Mais alors, c'est qui, Barbara ?!!

L'HOMME - Je t'aime.
LA FEMME - Ah ben ça tombe bien moi aussi.
L'HOMME - C'est cool ! Bon, on va chez toi ?
LA FEMME - Oh non, c'est trop loin.

Je suis très content de ma scène, d'un romantisme échevelé, soutenu par un érotisme sous-jacent torride. Ça commence bien.

Ah, un instant, il manque un truc.

Les personnages n'ont pas de nom !

Quand on écrit un scénario, une nouvelle, ou n'importe quelle fiction, il y a toujours une étape, cruciale ou non, mais obligatoire : il faut donner un nom à ses personnages. Leur donner une chance d'exister. C'est (presque) comme quand un bébé arrive au monde, la première chose qu'on lui demande c'est son nom, après tout.

Pour ça, il y a plusieurs recettes.

D'abord, la solution la plus simple : je vais pas m'enquiquiner, je vais leur donner des prénoms courants, les premiers qui me passent par la tête. D'une syllabe, si possible, ce sera plus rapide à dire, et à écrire, faut penser à mes poignets, si ça tombe va y avoir plein de dialogues après. Bon, voyons voir.

MARC - Je t'aime.
CLAIRE - Ah ben ça tombe bien moi aussi.
MARC - Super ! Bon, on va chez toi ?
CLAIRE - Non, c'est trop loin.

Ah, ça a tout de suite plus de gueule ! Des noms tout simples tout bêtes, hop, le tour est joué. Allez, on tourne !

Minute. Claire, j'ai déjà fait dans le scénario précédent. Zut. Bon, ben tant pis, appelons-là, euh... tiens, au pif, Françoise.

MARC - Je t'aime, Françoise.
FRANÇOISE - Ah ben ça tombe bien, moi pareil.

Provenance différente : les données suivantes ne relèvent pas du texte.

// Activity feed HTTP routes

use axum::{
    extract::{
        rejection::{PathRejection, QueryRejection},
        Path, Query, State,
    },
    http::StatusCode,
    routing::get,
    Json, Router,
};
use roamer_core::{FeedAssembler, FeedError, FeedFilter, FeedItem, PageRequest, PagedResponse};
use serde::{Deserialize, Serialize};
use std::sync::Arc;
use utoipa::{IntoParams, ToSchema};

/// App state for feed routes
#[derive(Clone)]
pub struct AppState {
    pub assembler: Arc<FeedAssembler>,
}

impl AppState {
    pub fn new(assembler: FeedAssembler) -> Self {
        Self {
            assembler: Arc::new(assembler),
        }
    }
}

/// Create feed routes
pub fn routes(state: AppState) -> Router {
    Router::new()
        .route("/v1/feed", get(get_feed))
        .route("/v1/users/:user_id/feed", get(get_user_feed))
        .route("/v1/destinations/:destination_id/feed", get(get_destination_feed))
        .with_state(state)
}

// ============================================
// Query Parameters
// ============================================

/// Paging parameters shared by every feed endpoint
#[derive(Debug, Default, Deserialize, IntoParams)]
#[serde(rename_all = "camelCase")]
pub struct PageQuery {
    /// 1-based page number. Defaults to 1.
    #[param(example = 1)]
    pub page_num: Option<u32>,
    /// Items per page. Defaults to the configured page size.
    #[param(example = 20)]
    pub page_size: Option<u32>,
    /// Opaque value echoed back for client-side correlation
    pub request_order: Option<i64>,
}

/// Filter and paging parameters for the combined feed
#[derive(Debug, Default, Deserialize, IntoParams)]
#[serde(rename_all = "camelCase")]
pub struct FeedQuery {
    /// Comma-separated actor user ids
    #[param(example = "1,2")]
    pub user_ids: Option<String>,
    /// Comma-separated destination ids
    #[param(example = "3")]
    pub destination_ids: Option<String>,
    #[param(example = 1)]
    pub page_num: Option<u32>,
    #[param(example = 20)]
    pub page_size: Option<u32>,
    pub request_order: Option<i64>,
}

impl FeedQuery {
    fn page(&self) -> PageQuery {
        PageQuery {
            page_num: self.page_num,
            page_size: self.page_size,
            request_order: self.request_order,
        }
    }
}

#[derive(Debug, Serialize, ToSchema)]
pub struct ErrorResponse {
    error: String,
}

type ApiError = (StatusCode, Json<ErrorResponse>);

fn bad_request(message: impl Into<String>) -> ApiError {
    (
        StatusCode::BAD_REQUEST,
        Json(ErrorResponse {
            error: message.into(),
        }),
    )
}

fn feed_error(e: FeedError) -> ApiError {
    if e.is_client_error() {
        tracing::warn!("Rejected feed request: {}", e);
        return bad_request(e.to_string());
    }
    tracing::error!("Failed to build feed: {}", e);
    (
        StatusCode::INTERNAL_SERVER_ERROR,
        Json(ErrorResponse {
            error: e.to_string(),
        }),
    )
}

/// Unwrap query parameters, reporting malformed values as a 400 error body
fn query_params<T>(query: Result<Query<T>, QueryRejection>) -> Result<T, ApiError> {
    query
        .map(|Query(params)| params)
        .map_err(|rejection| bad_request(rejection.body_text()))
}

fn path_id(path: Result<Path<i64>, PathRejection>) -> Result<i64, ApiError> {
    path.map(|Path(id)| id)
        .map_err(|rejection| bad_request(rejection.body_text()))
}

/// Parse a comma-separated id list; an empty string is an empty list
fn parse_ids(name: &str, raw: Option<&str>) -> Result<Option<Vec<i64>>, ApiError> {
    let Some(raw) = raw else {
        return Ok(None);
    };
    raw.split(',')
        .map(str::trim)
        .filter(|part| !part.is_empty())
        .map(|part| {
            part.parse::<i64>()
                .map_err(|_| bad_request(format!("{name} must be a comma-separated list of ids")))
        })
        .collect::<Result<Vec<_>, _>>()
        .map(Some)
}

async fn run(
    state: &AppState,
    filter: FeedFilter,
    page: PageQuery,
) -> Result<Json<PagedResponse<FeedItem>>, ApiError> {
    let assembler = &state.assembler;
    let page_request = PageRequest::new(
        page.page_num.unwrap_or(1),
        page.page_size
            .unwrap_or(assembler.config().default_page_size),
    );

    let response = assembler
        .get_feed(&filter, page_request, page.request_order)
        .await
        .map_err(feed_error)?;

    Ok(Json(response))
}

// ============================================
// HTTP Handlers
// ============================================

/// GET /v1/feed - Combined feed of users OR destinations
#[utoipa::path(
    get,
    path = "/v1/feed",
    params(FeedQuery),
    responses(
        (status = 200, description = "Feed page", body = PagedResponse<FeedItem>),
        (status = 400, description = "Invalid paging or id list", body = ErrorResponse),
        (status = 500, description = "Internal server error", body = ErrorResponse)
    ),
    tag = "feed"
)]
pub async fn get_feed(
    State(state): State<AppState>,
    query: Result<Query<FeedQuery>, QueryRejection>,
) -> Result<Json<PagedResponse<FeedItem>>, ApiError> {
    let query = query_params(query)?;
    let filter = FeedFilter {
        actor_ids: parse_ids("userIds", query.user_ids.as_deref())?,
        destination_ids: parse_ids("destinationIds", query.destination_ids.as_deref())?,
    };
    run(&state, filter, query.page()).await
}

/// GET /v1/users/{user_id}/feed - Activity of one user
#[utoipa::path(
    get,
    path = "/v1/users/{user_id}/feed",
    params(
        ("user_id" = i64, Path, description = "User ID"),
        PageQuery
    ),
    responses(
        (status = 200, description = "Feed page", body = PagedResponse<FeedItem>),
        (status = 400, description = "Invalid paging", body = ErrorResponse),
        (status = 500, description = "Internal server error", body = ErrorResponse)
    ),
    tag = "feed"
)]
pub async fn get_user_feed(
    State(state): State<AppState>,
    user_id: Result<Path<i64>, PathRejection>,
    page: Result<Query<PageQuery>, QueryRejection>,
) -> Result<Json<PagedResponse<FeedItem>>, ApiError> {
    let user_id = path_id(user_id)?;
    let page = query_params(page)?;
    run(&state, FeedFilter::actors(vec![user_id]), page).await
}

/// GET /v1/destinations/{destination_id}/feed - Activity around one destination
#[utoipa::path(
    get,
    path = "/v1/destinations/{destination_id}/feed",
    params(
        ("destination_id" = i64, Path, description = "Destination ID"),
        PageQuery
    ),
    responses(
        (status = 200, description = "Feed page", body = PagedResponse<FeedItem>),
        (status = 400, description = "Invalid paging", body = ErrorResponse),
        (status = 500, description = "Internal server error", body = ErrorResponse)
    ),
    tag = "feed"
)]
pub async fn get_destination_feed(
    State(state): State<AppState>,
    destination_id: Result<Path<i64>, PathRejection>,
    page: Result<Query<PageQuery>, QueryRejection>,
) -> Result<Json<PagedResponse<FeedItem>>, ApiError> {
    let destination_id = path_id(destination_id)?;
    let page = query_params(page)?;
    run(&state, FeedFilter::destinations(vec![destination_id]), page).await
}

#[cfg(test)]
mod tests {
    use super::*;
    use axum::{body::Body, http::Request};
    use chrono::{Duration, TimeZone, Utc};
    use http_body_util::BodyExt;
    use roamer_core::{
        memory::{fixtures, InMemoryEventStore, InMemoryRepositories, LookupKind},
        Collaborators, EventType, RawEvent,
    };
    use serde_json::Value;
    use tower::ServiceExt;

    fn event(id: i64, event_type: EventType, actor: i64, reference: i64, target: Option<i64>, hours: i64) -> RawEvent {
        RawEvent {
            id,
            event_type,
            actor_user_id: actor,
            target_destination_id: target,
            reference_id: reference,
            created_at: Utc.with_ymd_and_hms(2019, 9, 1, 8, 0, 0).unwrap() + Duration::hours(hours),
        }
    }

    async fn app_with(repos: Arc<InMemoryRepositories>) -> Router {
        repos.add_profile(fixtures::profile(1, "Ada", "Lovelace")).await;
        repos.add_profile(fixtures::profile(2, "Grace", "Hopper")).await;
        repos.add_photo(fixtures::photo(10, 1)).await;
        repos.add_photo(fixtures::photo(11, 1)).await;
        repos.add_destination(fixtures::destination(30, "Wanaka")).await;
        repos.add_trip(fixtures::trip(55, 2, &[(30, "Wanaka")])).await;

        let store = InMemoryEventStore::with_events(vec![
            event(1, EventType::UploadedUserPhoto, 1, 10, None, 0),
            event(2, EventType::UploadedUserPhoto, 1, 11, None, 1),
            event(3, EventType::CreatedNewDestination, 2, 30, None, 2),
            event(4, EventType::CreatedNewTrip, 2, 55, None, 3),
            event(5, EventType::LinkDestinationPhoto, 1, 10, Some(30), 4),
        ])
        .await;

        let assembler = FeedAssembler::new(Arc::new(store), Collaborators::from_backend(repos));
        routes(AppState::new(assembler))
    }

    async fn app() -> Router {
        app_with(Arc::new(InMemoryRepositories::new())).await
    }

    async fn get_json(app: Router, uri: &str) -> (StatusCode, Value) {
        let response = app
            .oneshot(Request::builder().uri(uri).body(Body::empty()).unwrap())
            .await
            .unwrap();
        let status = response.status();
        let body = response.into_body().collect().await.unwrap().to_bytes();
        (status, serde_json::from_slice(&body).unwrap())
    }

    #[tokio::test]
    async fn test_feed_returns_grouped_page() {
        let (status, body) = get_json(app().await, "/v1/feed?requestOrder=3").await;

        assert_eq!(status, StatusCode::OK);
        assert_eq!(body["requestOrder"], 3);
        assert_eq!(body["totalPages"], 1);
        let data = body["data"].as_array().unwrap();
        assert_eq!(data.len(), 4);
        assert_eq!(data[0]["eventType"], "MULTIPLE_DESTINATION_PHOTO_LINKS");
        assert_eq!(data[1]["eventType"], "CREATED_NEW_TRIP");
        assert_eq!(data[3]["eventType"], "MULTIPLE_GALLERY_PHOTOS");
        assert_eq!(data[3]["eventIds"], serde_json::json!([1, 2]));
        assert_eq!(data[3]["message"], "just added 2 photos!");
    }

    #[tokio::test]
    async fn test_user_feed_filters_by_actor() {
        let (status, body) = get_json(app().await, "/v1/users/2/feed").await;

        assert_eq!(status, StatusCode::OK);
        let data = body["data"].as_array().unwrap();
        assert_eq!(data.len(), 2);
        assert!(data.iter().all(|item| item["title"] == "Grace Hopper"));
    }

    #[tokio::test]
    async fn test_combined_feed_with_id_lists() {
        let (status, body) = get_json(app().await, "/v1/feed?userIds=1&destinationIds=").await;

        assert_eq!(status, StatusCode::OK);
        assert_eq!(body["data"].as_array().unwrap().len(), 2);
    }

    #[tokio::test]
    async fn test_bad_id_list_is_400() {
        let (status, body) = get_json(app().await, "/v1/feed?userIds=1,abc").await;

        assert_eq!(status, StatusCode::BAD_REQUEST);
        assert!(body["error"].as_str().unwrap().contains("userIds"));
    }

    #[tokio::test]
    async fn test_page_zero_is_400() {
        let (status, body) = get_json(app().await, "/v1/feed?pageNum=0").await;

        assert_eq!(status, StatusCode::BAD_REQUEST);
        assert!(body["error"].as_str().unwrap().contains("pageNum"));
    }

    #[tokio::test]
    async fn test_malformed_query_value_is_400_with_error_body() {
        let (status, body) = get_json(app().await, "/v1/feed?pageNum=-1").await;

        assert_eq!(status, StatusCode::BAD_REQUEST);
        assert!(body["error"].as_str().unwrap().contains("query string"));

        let (status, body) = get_json(app().await, "/v1/users/2/feed?pageSize=many").await;

        assert_eq!(status, StatusCode::BAD_REQUEST);
        assert!(body["error"].as_str().unwrap().contains("query string"));
    }

    #[tokio::test]
    async fn test_non_numeric_path_id_is_400_with_error_body() {
        let (status, body) = get_json(app().await, "/v1/destinations/wanaka/feed").await;

        assert_eq!(status, StatusCode::BAD_REQUEST);
        assert!(body["error"].is_string());
    }

    #[tokio::test]
    async fn test_destination_feed_filters_by_target() {
        let (status, body) = get_json(app().await, "/v1/destinations/30/feed?pageSize=5").await;

        assert_eq!(status, StatusCode::OK);
        let data = body["data"].as_array().unwrap();
        assert_eq!(data.len(), 1);
        assert_eq!(data[0]["message"], "just linked 1 photo to the destination Wanaka!");
    }

    #[tokio::test]
    async fn test_failed_primary_lookup_is_500_without_data() {
        let repos = Arc::new(InMemoryRepositories::new());
        repos.fail_lookups(LookupKind::Trip).await;

        let (status, body) = get_json(app_with(repos).await, "/v1/users/2/feed").await;

        assert_eq!(status, StatusCode::INTERNAL_SERVER_ERROR);
        assert!(body.get("data").is_none());
        assert!(body["error"].is_string());
    }
}
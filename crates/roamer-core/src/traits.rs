// Core traits for pluggable backends
//
// The feed engine never talks to a database directly. It reads through:
// - EventStore: pages of raw events
// - ProfileRepository, PhotoRepository, TripRepository, DestinationRepository:
//   the entities strategies render
//
// In-memory implementations live in `memory`, Postgres ones in roamer-storage.

use async_trait::async_trait;
use std::sync::Arc;

use crate::entities::{Destination, Photo, Profile, Trip};
use crate::error::Result;
use crate::query::{EventPage, FeedFilter, PageRequest};

// ============================================================================
// EventStore - Source of raw events
// ============================================================================

/// Supplies pages of raw events, newest first
#[async_trait]
pub trait EventStore: Send + Sync {
    /// Fetch one page of events matching the filter plus the total page count
    async fn get_paged_events(&self, filter: &FeedFilter, page: PageRequest) -> Result<EventPage>;
}

// ============================================================================
// Collaborator repositories - Entity lookups used by strategies
// ============================================================================

#[async_trait]
pub trait ProfileRepository: Send + Sync {
    async fn find_profile(&self, user_id: i64) -> Result<Option<Profile>>;
}

#[async_trait]
pub trait PhotoRepository: Send + Sync {
    async fn find_photo(&self, photo_id: i64) -> Result<Option<Photo>>;

    /// Batch lookup; returns the photos that exist, in the order of `photo_ids`
    async fn find_photos(&self, photo_ids: &[i64]) -> Result<Vec<Photo>> {
        let mut photos = Vec::with_capacity(photo_ids.len());
        for id in photo_ids {
            if let Some(photo) = self.find_photo(*id).await? {
                photos.push(photo);
            }
        }
        Ok(photos)
    }
}

#[async_trait]
pub trait TripRepository: Send + Sync {
    async fn find_trip(&self, trip_id: i64) -> Result<Option<Trip>>;
}

#[async_trait]
pub trait DestinationRepository: Send + Sync {
    async fn find_destination(&self, destination_id: i64) -> Result<Option<Destination>>;
}

/// The repositories handed to strategies
#[derive(Clone)]
pub struct Collaborators {
    pub profiles: Arc<dyn ProfileRepository>,
    pub photos: Arc<dyn PhotoRepository>,
    pub trips: Arc<dyn TripRepository>,
    pub destinations: Arc<dyn DestinationRepository>,
}

impl Collaborators {
    pub fn new(
        profiles: Arc<dyn ProfileRepository>,
        photos: Arc<dyn PhotoRepository>,
        trips: Arc<dyn TripRepository>,
        destinations: Arc<dyn DestinationRepository>,
    ) -> Self {
        Self {
            profiles,
            photos,
            trips,
            destinations,
        }
    }

    /// Use one backend for all four lookups
    pub fn from_backend<B>(backend: Arc<B>) -> Self
    where
        B: ProfileRepository + PhotoRepository + TripRepository + DestinationRepository + 'static,
    {
        Self {
            profiles: backend.clone(),
            photos: backend.clone(),
            trips: backend.clone(),
            destinations: backend,
        }
    }
}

Rho l'andouille ! Pourquoi faut-il qu'il l'appelle par son prénom ? Elle le sait bien, comment elle s'appelle, elle n'a pas besoin qu'il le lui dise ! Il a brisé toute la magie de ce moment intime. Mmm... En tout cas, je ne suis pas convaincu. Ça sonne pas bien.

Bon. On va pas se casser la tête. On va leur donner les noms les plus répandus. Voyons voir, c'est quoi le top prénoms 2010 ? Petite recherche. Ça donnerait ça :

LUCAS - Je t'aime.
EMMA - Moi aussi.
LUCAS - Chouette ! On va chez toi ?
EMMA - Non, c'est trop loin.

C'est malin maintenant j'imagine des bébés qui parlent, à force de vadrouiller sur les sites de prénoms. Et puis, EmmA, LucA, tous ces A c'est caca.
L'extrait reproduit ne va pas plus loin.